▶ _WORK ORDER_
Exactly the lines from the start of the data below through the line containing "capture rig. It" must be returned, and no others.

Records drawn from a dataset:
= Beginning of Section =

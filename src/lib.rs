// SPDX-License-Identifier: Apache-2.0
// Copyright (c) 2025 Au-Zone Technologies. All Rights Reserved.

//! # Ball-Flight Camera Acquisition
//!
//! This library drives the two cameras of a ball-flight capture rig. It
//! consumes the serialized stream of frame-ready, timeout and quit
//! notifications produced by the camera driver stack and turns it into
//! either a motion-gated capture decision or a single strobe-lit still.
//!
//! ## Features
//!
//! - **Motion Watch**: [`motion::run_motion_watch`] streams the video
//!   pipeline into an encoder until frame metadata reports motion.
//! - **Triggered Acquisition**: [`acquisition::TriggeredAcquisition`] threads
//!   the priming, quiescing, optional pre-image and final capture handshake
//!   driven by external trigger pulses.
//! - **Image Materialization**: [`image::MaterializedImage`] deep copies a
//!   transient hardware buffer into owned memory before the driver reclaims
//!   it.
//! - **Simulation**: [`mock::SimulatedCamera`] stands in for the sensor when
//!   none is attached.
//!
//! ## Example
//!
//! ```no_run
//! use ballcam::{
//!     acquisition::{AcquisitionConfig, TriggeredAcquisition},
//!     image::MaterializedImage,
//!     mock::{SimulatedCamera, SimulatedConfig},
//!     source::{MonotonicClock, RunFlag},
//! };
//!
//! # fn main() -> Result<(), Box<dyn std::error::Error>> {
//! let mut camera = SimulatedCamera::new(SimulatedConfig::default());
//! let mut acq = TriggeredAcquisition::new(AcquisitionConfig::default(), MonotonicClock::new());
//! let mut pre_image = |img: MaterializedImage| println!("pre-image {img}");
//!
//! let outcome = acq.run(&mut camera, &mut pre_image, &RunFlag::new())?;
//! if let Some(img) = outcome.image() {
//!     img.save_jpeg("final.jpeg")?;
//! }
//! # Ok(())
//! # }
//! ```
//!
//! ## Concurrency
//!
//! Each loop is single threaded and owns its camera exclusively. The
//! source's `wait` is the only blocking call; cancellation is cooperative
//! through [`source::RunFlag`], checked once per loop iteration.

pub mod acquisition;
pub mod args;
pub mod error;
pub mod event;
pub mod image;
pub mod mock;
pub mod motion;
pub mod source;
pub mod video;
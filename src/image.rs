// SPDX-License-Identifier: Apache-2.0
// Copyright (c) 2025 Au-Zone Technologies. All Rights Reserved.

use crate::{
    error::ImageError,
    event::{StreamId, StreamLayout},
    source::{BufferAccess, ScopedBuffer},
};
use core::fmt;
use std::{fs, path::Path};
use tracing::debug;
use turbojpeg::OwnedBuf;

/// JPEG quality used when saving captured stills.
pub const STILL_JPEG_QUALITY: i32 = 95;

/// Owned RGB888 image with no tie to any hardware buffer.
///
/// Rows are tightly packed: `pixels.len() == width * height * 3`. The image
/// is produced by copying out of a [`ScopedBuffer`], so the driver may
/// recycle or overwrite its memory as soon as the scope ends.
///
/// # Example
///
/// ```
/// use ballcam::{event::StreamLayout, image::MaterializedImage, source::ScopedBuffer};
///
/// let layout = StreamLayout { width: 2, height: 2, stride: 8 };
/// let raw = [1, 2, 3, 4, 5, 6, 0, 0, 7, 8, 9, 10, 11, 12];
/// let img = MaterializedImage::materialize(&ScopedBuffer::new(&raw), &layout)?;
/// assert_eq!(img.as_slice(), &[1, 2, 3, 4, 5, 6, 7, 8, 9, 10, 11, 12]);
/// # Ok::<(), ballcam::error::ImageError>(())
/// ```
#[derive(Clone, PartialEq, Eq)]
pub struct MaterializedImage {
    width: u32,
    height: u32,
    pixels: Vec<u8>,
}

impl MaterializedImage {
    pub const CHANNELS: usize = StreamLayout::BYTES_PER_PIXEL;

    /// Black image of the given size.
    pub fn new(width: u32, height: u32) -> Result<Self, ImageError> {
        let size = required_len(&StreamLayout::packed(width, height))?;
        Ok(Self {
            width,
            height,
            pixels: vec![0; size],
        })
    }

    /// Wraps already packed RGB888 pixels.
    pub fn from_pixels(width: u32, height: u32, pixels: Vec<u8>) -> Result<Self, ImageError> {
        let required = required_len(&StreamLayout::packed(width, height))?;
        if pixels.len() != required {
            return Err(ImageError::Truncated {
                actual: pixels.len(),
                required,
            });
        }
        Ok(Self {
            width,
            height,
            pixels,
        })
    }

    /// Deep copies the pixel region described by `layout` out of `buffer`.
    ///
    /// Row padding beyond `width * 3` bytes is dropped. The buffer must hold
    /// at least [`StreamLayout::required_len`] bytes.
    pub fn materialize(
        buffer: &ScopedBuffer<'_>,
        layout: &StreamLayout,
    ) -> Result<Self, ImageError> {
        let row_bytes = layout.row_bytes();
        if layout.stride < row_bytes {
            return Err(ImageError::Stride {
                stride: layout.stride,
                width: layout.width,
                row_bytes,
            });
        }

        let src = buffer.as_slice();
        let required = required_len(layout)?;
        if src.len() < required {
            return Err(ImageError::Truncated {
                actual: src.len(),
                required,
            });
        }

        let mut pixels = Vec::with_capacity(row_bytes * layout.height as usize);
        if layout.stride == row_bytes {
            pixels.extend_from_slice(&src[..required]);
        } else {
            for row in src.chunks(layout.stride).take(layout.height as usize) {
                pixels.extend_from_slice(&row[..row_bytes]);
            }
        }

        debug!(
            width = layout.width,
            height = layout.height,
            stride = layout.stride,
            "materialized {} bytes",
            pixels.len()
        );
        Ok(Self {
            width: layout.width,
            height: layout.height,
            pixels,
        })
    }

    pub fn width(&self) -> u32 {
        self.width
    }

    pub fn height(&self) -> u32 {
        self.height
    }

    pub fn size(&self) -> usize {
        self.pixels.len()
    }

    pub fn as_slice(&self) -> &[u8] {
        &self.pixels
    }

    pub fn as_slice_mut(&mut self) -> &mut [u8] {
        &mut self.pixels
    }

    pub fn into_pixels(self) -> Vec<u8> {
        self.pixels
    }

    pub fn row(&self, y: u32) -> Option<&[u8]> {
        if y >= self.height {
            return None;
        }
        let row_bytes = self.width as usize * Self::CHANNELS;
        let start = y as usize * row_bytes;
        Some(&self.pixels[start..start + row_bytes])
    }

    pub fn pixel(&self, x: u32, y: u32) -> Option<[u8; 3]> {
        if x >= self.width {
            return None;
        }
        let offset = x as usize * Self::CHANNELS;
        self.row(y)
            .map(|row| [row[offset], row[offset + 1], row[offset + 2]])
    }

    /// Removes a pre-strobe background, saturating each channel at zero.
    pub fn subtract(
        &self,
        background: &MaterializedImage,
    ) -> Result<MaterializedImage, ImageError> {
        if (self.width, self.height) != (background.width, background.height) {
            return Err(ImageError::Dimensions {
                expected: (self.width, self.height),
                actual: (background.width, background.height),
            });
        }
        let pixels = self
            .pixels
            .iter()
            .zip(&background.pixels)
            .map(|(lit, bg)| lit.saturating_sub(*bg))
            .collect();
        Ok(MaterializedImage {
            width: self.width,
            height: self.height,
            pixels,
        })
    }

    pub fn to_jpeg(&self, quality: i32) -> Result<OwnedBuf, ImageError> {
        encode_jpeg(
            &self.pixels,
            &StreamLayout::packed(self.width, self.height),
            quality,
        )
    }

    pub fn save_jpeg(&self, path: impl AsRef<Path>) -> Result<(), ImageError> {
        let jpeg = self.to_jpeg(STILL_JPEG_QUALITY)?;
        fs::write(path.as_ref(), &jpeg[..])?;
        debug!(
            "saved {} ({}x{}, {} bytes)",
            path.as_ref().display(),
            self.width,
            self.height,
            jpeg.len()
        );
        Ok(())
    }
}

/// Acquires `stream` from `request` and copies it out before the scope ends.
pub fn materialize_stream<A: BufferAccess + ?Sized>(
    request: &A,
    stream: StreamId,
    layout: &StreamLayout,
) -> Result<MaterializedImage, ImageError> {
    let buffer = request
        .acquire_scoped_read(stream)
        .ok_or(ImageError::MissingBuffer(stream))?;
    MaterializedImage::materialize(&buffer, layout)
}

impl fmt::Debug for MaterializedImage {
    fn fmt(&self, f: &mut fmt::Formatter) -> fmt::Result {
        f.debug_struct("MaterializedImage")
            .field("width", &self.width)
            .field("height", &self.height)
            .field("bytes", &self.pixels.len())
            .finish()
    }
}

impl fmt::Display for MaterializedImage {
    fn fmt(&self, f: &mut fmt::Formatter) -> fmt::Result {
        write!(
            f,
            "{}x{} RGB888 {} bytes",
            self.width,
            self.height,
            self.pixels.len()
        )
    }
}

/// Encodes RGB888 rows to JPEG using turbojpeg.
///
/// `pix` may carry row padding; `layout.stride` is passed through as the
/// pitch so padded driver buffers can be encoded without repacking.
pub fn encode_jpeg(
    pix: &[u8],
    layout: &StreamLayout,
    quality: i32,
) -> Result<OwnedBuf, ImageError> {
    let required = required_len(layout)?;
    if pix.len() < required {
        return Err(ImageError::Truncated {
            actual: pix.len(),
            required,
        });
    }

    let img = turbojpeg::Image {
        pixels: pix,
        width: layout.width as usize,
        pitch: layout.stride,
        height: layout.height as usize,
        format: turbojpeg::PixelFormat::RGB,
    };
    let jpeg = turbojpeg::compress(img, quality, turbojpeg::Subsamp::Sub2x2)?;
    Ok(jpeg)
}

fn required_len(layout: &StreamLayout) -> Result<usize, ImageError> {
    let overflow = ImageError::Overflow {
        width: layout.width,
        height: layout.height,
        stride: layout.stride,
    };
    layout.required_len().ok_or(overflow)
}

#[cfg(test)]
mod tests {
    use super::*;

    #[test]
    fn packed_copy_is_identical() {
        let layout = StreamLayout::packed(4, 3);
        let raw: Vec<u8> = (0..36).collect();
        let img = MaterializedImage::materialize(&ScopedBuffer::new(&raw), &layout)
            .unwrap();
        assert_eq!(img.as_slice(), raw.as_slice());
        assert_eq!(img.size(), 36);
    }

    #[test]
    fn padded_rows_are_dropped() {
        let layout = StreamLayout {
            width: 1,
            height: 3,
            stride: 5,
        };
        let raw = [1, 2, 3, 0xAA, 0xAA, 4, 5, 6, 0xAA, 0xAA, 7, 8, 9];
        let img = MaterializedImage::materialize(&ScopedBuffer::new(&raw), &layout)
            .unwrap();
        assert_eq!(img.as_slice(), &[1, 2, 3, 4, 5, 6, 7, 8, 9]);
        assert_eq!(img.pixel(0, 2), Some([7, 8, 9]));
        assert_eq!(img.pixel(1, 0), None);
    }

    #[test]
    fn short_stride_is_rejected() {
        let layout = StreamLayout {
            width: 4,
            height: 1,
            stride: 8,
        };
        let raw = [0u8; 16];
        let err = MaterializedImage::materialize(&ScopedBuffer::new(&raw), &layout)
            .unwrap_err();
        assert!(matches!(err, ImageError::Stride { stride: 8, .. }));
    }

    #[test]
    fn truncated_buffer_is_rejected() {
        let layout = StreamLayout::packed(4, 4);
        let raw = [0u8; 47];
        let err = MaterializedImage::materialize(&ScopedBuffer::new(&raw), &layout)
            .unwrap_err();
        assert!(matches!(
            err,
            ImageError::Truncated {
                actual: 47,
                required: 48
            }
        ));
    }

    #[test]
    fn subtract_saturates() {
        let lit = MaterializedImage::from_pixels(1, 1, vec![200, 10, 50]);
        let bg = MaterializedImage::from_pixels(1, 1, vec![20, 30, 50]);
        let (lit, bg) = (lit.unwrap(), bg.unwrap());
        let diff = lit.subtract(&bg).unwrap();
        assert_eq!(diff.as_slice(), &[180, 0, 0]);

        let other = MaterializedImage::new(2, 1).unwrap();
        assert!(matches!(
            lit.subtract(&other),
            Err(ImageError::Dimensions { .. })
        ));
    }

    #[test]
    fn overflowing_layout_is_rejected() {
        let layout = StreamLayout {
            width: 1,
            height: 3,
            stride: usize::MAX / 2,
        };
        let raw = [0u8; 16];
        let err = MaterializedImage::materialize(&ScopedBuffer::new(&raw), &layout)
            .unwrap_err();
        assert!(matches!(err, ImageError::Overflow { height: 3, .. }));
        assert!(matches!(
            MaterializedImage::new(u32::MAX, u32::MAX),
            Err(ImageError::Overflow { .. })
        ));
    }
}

= End of Section =

▶ _WRITTEN RESPONSE_
filename src/lib.rs
// SPDX-License-Identifier: Apache-2.0
// Copyright (c) 2025 Au-Zone Technologies. All Rights Reserved.

//! # Ball-Flight Camera Acquisition
//!
//! This library drives the two cameras of a ball-flight capture rig. It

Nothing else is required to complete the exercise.